» **Activity**: Starting with the line that contains "self.read_exact_bytes(buf)" and stopping after the line that contains "or error out", copy the entries below exactly. Include nothing else.

Stored data

◇ ◇ ◇

/*
 * Copyright (c) 2023.
 *
 * This software is free software;
 *
 * You can redistribute it or modify it under terms of the MIT, Apache License or Zlib license
 */
//! Traits for byte sources read by relic decoders
//!
//! This exposes the trait and implementations for readers
//! consumed by the decoders.

use alloc::vec::Vec;

use crate::bytestream::reader::{ByteIoError, ByteSeek};

/// The input trait implemented for byte sources.
///
/// This provides the basic functions decoders need: exact reads,
/// peeks that do not move the stream, seeking and position queries.
///
/// # Considerations
///
/// If you have an in memory buffer, prefer [`ByteCursor`](crate::bytestream::ByteCursor)
/// over [`Cursor`](std::io::Cursor), it works without `std`.
///
/// The trait is also implemented for `&mut T`, so a caller can lend a
/// stream to a decoder and inspect its position once the decoder is dropped.
pub trait ByteReaderTrait {
    /// Read exact bytes required to fill `buf` or return an error if that isn't possible
    ///
    /// ## Arguments
    ///  - `buf`: Buffer to fill with bytes from the underlying reader
    ///  ## Errors
    /// In case of an error, the implementation should not increment the internal position
    fn read_exact_bytes(&mut self, buf: &mut [u8]) -> Result<(), ByteIoError>;

    /// Read exact bytes required to fill `buf` or return an error if that isn't possible
    ///
    /// This is the same as [`read_exact_bytes`](Self::read_exact_bytes) but implemented as a separate
    /// method to allow some implementations to optimize it to cost fewer instructions
    fn read_const_bytes<const N: usize>(&mut self, buf: &mut [u8; N]) -> Result<(), ByteIoError> {
        self.read_exact_bytes(buf)
    }

    /// Read bytes into `buf` returning how many bytes you have read or an error if one occurred
    ///
    /// This doesn't guarantee that buf will be filled with bytes for such a guarantee see
    /// [`read_exact_bytes`](Self::read_exact_bytes)
    fn read_bytes(&mut self, buf: &mut [u8]) -> Result<usize, ByteIoError>;

    /// Reads data into provided buffer but does not advance read position.
    ///
    /// Returns the number of bytes actually copied, which is less than
    /// `buf.len()` when the stream ends early.
    fn peek_bytes(&mut self, buf: &mut [u8]) -> Result<usize, ByteIoError>;

    /// Fill `buf` without advancing the read position or error out
    fn peek_exact_bytes(&mut self, buf: &mut [u8]) -> Result<(), ByteIoError>;

    /// Seek into a new position from the buffer
    ///
    /// This is similar to the [seek](std::io::Seek::seek) function in the [Seek](std::io::Seek) trait
    /// but implemented to work for no-std environments
    fn byte_seek(&mut self, from: ByteSeek) -> Result<u64, ByteIoError>;

    /// Report whether we are at the end of a stream.
    fn is_eof(&mut self) -> Result<bool, ByteIoError>;

    /// Return the current position of the inner cursor.
    fn byte_position(&mut self) -> Result<u64, ByteIoError>;

    /// Read all bytes remaining in this input to `sink` until we hit eof
    ///
    /// # Returns
    /// - `Ok(usize)` The actual number of bytes added to the sink
    /// - `Err()` An error that occurred when reading bytes
    fn read_remaining(&mut self, sink: &mut Vec<u8>) -> Result<usize, ByteIoError>;
}

impl<T: ByteReaderTrait> ByteReaderTrait for &mut T {
    #[inline(always)]
    fn read_exact_bytes(&mut self, buf: &mut [u8]) -> Result<(), ByteIoError> {
        (**self).read_exact_bytes(buf)
    }

    #[inline(always)]
    fn read_const_bytes<const N: usize>(&mut self, buf: &mut [u8; N]) -> Result<(), ByteIoError> {
        (**self).read_const_bytes(buf)
    }

    #[inline(always)]
    fn read_bytes(&mut self, buf: &mut [u8]) -> Result<usize, ByteIoError> {
        (**self).read_bytes(buf)
    }

    #[inline(always)]
    fn peek_bytes(&mut self, buf: &mut [u8]) -> Result<usize, ByteIoError> {
        (**self).peek_bytes(buf)
    }

    #[inline(always)]
    fn peek_exact_bytes(&mut self, buf: &mut [u8]) -> Result<(), ByteIoError> {
        (**self).peek_exact_bytes(buf)
    }

    #[inline(always)]
    fn byte_seek(&mut self, from: ByteSeek) -> Result<u64, ByteIoError> {
        (**self).byte_seek(from)
    }

    #[inline(always)]
    fn is_eof(&mut self) -> Result<bool, ByteIoError> {
        (**self).is_eof()
    }

    #[inline(always)]
    fn byte_position(&mut self) -> Result<u64, ByteIoError> {
        (**self).byte_position()
    }

    fn read_remaining(&mut self, sink: &mut Vec<u8>) -> Result<usize, ByteIoError> {
        (**self).read_remaining(sink)
    }
}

◇ ◇ ◇

» **Solution to this task**:
        self.read_exact_bytes(buf)
    }

    /// Read bytes into `buf` returning how many bytes you have read or an error if one occurred
    ///
    /// This doesn't guarantee that buf will be filled with bytes for such a guarantee see
    /// [`read_exact_bytes`](Self::read_exact_bytes)
    fn read_bytes(&mut self, buf: &mut [u8]) -> Result<usize, ByteIoError>;

    /// Reads data into provided buffer but does not advance read position.
    ///
    /// Returns the number of bytes actually copied, which is less than
    /// `buf.len()` when the stream ends early.
    fn peek_bytes(&mut self, buf: &mut [u8]) -> Result<usize, ByteIoError>;

    /// Fill `buf` without advancing the read position or error out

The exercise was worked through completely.